WHAT IS EXPECTED: When you have gone through the records, report how many lines include "MissingDirectParent", giving the number and nothing more.

##########

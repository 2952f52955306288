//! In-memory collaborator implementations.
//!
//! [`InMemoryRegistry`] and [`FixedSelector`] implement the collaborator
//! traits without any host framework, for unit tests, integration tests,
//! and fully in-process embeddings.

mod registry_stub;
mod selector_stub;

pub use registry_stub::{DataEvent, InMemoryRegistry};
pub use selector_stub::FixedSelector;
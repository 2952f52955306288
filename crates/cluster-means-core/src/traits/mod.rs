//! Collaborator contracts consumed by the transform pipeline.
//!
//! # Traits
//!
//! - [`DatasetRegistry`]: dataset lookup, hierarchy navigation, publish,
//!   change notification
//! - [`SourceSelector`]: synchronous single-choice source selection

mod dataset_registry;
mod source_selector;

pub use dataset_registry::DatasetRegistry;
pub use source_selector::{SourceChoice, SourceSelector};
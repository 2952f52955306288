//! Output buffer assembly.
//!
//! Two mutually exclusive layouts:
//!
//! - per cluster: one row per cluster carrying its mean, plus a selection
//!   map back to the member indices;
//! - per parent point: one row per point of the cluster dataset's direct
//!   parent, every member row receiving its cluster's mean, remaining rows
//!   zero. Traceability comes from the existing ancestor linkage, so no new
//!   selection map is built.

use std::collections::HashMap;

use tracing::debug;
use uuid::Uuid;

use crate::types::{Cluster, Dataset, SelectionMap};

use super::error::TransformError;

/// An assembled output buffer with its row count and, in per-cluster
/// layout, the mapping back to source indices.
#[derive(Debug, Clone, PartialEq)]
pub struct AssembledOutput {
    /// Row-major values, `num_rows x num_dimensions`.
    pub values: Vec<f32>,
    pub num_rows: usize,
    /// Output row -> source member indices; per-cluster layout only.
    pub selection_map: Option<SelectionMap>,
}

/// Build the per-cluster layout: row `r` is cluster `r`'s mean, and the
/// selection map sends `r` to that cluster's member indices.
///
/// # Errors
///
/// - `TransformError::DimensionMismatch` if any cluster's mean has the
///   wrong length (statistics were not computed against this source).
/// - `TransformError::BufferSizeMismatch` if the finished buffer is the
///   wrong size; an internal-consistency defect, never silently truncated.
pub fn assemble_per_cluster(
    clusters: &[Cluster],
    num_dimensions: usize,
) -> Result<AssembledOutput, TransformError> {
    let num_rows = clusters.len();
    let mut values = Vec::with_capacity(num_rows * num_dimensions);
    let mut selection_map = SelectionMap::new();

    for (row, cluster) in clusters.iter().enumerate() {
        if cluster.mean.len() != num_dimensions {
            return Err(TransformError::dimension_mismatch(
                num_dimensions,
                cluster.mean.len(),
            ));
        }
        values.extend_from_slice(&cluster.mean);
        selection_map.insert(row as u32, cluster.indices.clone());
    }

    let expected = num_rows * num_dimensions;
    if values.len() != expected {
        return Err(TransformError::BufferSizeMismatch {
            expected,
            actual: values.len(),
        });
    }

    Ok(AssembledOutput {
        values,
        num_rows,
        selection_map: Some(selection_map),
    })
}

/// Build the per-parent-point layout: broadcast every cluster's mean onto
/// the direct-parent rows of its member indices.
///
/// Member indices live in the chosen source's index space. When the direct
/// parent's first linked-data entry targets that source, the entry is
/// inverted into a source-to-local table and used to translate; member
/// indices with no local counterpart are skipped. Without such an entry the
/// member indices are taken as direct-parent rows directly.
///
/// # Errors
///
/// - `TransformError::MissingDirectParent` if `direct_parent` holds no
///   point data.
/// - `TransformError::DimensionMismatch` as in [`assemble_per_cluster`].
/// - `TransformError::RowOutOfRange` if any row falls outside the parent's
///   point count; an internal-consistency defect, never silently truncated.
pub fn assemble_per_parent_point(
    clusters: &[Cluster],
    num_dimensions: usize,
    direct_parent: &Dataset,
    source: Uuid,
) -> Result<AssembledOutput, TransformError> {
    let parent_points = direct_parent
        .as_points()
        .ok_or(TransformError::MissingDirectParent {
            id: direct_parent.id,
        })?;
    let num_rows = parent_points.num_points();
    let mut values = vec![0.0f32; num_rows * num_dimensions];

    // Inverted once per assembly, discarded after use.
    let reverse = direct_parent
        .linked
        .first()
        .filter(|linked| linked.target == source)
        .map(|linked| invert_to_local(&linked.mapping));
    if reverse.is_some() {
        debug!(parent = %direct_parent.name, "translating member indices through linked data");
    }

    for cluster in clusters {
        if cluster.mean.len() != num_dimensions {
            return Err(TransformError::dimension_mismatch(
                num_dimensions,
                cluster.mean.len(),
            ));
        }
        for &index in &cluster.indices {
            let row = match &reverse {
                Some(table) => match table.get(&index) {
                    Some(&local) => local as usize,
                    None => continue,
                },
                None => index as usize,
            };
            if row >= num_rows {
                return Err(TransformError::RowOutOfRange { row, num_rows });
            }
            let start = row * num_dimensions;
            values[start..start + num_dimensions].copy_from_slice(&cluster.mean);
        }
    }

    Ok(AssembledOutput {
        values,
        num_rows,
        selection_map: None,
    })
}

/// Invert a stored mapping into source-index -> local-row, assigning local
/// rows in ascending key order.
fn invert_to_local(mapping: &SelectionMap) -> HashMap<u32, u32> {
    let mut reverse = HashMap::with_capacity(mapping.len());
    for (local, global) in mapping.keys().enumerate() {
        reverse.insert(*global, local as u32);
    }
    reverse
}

##########

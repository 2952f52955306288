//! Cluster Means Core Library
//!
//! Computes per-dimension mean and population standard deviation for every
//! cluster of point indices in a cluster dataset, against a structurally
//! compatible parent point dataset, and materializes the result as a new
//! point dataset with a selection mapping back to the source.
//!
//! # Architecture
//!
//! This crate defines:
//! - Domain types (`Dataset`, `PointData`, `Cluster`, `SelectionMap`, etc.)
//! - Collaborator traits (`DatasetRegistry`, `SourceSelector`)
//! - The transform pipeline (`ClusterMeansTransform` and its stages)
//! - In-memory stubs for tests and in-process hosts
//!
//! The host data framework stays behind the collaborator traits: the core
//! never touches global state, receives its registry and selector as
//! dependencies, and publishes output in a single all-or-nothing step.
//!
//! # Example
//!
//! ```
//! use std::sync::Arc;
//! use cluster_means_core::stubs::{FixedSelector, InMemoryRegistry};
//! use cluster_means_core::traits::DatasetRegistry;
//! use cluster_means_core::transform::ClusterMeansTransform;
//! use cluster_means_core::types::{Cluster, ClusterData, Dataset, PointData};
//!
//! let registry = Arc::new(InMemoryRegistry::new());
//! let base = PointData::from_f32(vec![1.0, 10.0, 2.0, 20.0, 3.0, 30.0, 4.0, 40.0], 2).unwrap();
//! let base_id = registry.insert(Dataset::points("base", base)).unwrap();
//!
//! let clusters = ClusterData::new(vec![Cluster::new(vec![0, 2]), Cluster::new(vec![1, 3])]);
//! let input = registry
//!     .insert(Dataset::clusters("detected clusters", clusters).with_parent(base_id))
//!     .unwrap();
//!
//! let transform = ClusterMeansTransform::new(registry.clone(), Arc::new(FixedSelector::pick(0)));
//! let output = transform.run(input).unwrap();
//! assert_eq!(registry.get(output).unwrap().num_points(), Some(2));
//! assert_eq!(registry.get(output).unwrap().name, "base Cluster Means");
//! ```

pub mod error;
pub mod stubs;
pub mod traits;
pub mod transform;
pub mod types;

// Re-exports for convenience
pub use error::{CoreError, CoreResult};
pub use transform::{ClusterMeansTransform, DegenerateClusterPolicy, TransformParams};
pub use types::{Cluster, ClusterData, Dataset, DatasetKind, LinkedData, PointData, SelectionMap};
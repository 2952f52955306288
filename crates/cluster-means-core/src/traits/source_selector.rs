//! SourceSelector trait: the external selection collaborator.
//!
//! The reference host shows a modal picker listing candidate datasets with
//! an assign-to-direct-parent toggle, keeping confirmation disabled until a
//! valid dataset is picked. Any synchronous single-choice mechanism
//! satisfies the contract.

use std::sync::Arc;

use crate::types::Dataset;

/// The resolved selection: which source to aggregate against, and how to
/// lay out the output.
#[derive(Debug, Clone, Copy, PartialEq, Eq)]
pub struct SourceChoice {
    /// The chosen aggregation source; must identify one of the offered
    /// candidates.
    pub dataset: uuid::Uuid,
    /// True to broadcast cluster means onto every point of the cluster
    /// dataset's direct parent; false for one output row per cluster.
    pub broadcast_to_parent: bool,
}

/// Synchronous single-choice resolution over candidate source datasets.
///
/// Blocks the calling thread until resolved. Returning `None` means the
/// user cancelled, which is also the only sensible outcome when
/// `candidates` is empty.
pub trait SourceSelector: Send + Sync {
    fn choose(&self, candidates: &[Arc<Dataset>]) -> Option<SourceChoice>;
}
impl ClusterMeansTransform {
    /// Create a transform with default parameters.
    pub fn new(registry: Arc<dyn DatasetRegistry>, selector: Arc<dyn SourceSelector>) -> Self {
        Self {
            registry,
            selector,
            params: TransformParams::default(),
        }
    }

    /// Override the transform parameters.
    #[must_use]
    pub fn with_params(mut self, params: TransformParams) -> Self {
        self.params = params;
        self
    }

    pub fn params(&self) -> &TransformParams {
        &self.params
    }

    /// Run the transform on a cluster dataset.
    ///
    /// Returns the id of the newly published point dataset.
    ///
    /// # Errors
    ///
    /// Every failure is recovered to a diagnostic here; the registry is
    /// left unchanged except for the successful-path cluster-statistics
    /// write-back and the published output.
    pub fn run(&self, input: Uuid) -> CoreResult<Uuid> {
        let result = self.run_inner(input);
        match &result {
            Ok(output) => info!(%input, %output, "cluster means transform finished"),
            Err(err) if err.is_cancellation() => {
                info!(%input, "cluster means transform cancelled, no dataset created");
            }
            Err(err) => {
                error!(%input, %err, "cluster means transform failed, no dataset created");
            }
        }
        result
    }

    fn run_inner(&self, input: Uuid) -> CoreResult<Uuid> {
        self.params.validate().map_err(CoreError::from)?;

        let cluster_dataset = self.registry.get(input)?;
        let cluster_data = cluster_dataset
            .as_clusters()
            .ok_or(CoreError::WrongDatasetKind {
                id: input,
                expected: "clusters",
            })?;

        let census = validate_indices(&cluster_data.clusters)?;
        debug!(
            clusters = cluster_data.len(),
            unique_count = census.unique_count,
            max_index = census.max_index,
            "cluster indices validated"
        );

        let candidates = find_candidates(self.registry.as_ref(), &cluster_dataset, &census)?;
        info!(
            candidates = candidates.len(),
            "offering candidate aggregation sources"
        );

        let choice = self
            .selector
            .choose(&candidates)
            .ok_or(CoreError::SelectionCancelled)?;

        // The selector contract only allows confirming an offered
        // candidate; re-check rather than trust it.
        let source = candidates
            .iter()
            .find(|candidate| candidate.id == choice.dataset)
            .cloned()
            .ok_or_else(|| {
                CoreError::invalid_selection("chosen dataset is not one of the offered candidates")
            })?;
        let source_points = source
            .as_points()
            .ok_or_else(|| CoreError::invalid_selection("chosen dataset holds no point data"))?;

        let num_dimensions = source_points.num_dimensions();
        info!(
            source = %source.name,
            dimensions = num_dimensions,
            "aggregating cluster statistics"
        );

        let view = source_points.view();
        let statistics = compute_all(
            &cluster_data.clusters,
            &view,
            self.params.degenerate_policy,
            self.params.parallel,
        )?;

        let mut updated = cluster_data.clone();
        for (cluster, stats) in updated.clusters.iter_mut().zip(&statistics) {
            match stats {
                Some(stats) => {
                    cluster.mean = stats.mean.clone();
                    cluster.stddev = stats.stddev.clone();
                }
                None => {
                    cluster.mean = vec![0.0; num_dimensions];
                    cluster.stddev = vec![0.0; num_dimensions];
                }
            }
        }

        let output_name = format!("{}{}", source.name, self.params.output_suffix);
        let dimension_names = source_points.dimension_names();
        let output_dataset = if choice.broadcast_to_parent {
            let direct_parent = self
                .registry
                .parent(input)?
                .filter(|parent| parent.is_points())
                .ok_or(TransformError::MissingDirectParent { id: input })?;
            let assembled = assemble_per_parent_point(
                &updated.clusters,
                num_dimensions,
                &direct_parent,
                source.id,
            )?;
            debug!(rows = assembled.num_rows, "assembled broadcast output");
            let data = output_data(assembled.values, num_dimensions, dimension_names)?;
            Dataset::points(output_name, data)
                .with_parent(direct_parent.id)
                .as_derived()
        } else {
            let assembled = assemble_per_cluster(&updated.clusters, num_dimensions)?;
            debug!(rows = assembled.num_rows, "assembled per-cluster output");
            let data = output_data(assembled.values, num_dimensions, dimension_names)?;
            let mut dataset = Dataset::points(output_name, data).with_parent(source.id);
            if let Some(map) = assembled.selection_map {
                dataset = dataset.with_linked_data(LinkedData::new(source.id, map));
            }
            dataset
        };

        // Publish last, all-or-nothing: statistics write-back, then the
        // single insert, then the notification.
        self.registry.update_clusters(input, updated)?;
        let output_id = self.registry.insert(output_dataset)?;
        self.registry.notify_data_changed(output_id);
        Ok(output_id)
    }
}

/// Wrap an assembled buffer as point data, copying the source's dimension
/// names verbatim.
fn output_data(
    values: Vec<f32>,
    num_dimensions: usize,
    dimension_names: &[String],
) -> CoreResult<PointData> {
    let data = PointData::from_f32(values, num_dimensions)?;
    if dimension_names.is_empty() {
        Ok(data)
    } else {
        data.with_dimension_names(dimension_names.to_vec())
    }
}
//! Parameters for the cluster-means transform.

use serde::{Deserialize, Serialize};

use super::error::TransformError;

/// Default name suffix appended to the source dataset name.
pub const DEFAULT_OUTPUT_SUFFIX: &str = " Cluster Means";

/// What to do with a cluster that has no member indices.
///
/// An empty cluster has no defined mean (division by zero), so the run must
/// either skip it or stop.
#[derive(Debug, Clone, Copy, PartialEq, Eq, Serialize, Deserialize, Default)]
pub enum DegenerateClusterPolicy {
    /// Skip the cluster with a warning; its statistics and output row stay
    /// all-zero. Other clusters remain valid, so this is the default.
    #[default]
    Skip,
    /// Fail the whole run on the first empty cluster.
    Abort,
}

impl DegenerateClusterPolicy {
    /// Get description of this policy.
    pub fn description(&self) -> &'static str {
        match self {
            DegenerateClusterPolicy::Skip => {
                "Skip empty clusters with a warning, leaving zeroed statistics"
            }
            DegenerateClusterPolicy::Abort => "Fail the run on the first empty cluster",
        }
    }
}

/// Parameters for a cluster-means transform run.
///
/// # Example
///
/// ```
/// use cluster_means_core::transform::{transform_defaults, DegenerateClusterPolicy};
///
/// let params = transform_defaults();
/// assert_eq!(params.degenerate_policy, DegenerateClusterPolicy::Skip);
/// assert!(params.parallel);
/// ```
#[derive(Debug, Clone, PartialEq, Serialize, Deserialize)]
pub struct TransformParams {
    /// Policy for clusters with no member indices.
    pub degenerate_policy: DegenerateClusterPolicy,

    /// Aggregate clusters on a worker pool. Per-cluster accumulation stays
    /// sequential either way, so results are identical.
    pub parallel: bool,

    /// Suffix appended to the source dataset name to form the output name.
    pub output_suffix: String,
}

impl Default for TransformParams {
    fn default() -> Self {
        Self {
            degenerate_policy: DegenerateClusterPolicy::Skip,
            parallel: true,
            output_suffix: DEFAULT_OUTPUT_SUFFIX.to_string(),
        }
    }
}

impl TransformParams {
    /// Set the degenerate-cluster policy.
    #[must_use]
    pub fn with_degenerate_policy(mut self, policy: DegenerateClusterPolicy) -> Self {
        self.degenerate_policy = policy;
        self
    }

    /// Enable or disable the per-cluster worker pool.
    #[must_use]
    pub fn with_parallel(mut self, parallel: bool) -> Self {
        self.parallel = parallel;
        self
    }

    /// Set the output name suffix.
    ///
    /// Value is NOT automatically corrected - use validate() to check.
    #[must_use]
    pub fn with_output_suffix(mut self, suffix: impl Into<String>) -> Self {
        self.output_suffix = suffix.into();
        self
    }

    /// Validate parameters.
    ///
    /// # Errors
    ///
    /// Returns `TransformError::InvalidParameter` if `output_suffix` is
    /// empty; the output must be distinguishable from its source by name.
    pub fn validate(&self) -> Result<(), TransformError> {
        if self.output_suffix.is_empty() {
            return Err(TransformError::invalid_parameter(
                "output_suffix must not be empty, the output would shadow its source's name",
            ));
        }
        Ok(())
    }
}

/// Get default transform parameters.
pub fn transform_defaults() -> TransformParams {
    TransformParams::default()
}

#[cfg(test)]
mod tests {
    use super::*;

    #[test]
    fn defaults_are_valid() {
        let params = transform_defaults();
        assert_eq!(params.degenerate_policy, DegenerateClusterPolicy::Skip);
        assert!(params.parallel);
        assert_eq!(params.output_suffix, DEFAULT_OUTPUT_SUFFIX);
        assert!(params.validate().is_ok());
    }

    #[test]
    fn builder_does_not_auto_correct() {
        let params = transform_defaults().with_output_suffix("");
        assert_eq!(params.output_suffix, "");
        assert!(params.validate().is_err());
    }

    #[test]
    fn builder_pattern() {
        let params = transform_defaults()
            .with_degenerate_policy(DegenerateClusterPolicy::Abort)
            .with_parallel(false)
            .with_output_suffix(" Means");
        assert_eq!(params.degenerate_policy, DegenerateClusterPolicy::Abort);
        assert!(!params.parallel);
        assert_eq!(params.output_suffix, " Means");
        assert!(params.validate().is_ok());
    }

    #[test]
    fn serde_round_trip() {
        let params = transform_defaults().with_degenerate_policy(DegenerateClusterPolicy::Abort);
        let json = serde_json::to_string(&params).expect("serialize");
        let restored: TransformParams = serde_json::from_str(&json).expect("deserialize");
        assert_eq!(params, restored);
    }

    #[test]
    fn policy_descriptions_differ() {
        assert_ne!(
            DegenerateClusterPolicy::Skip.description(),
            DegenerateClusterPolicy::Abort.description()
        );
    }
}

##########

TASK SOLUTION: 3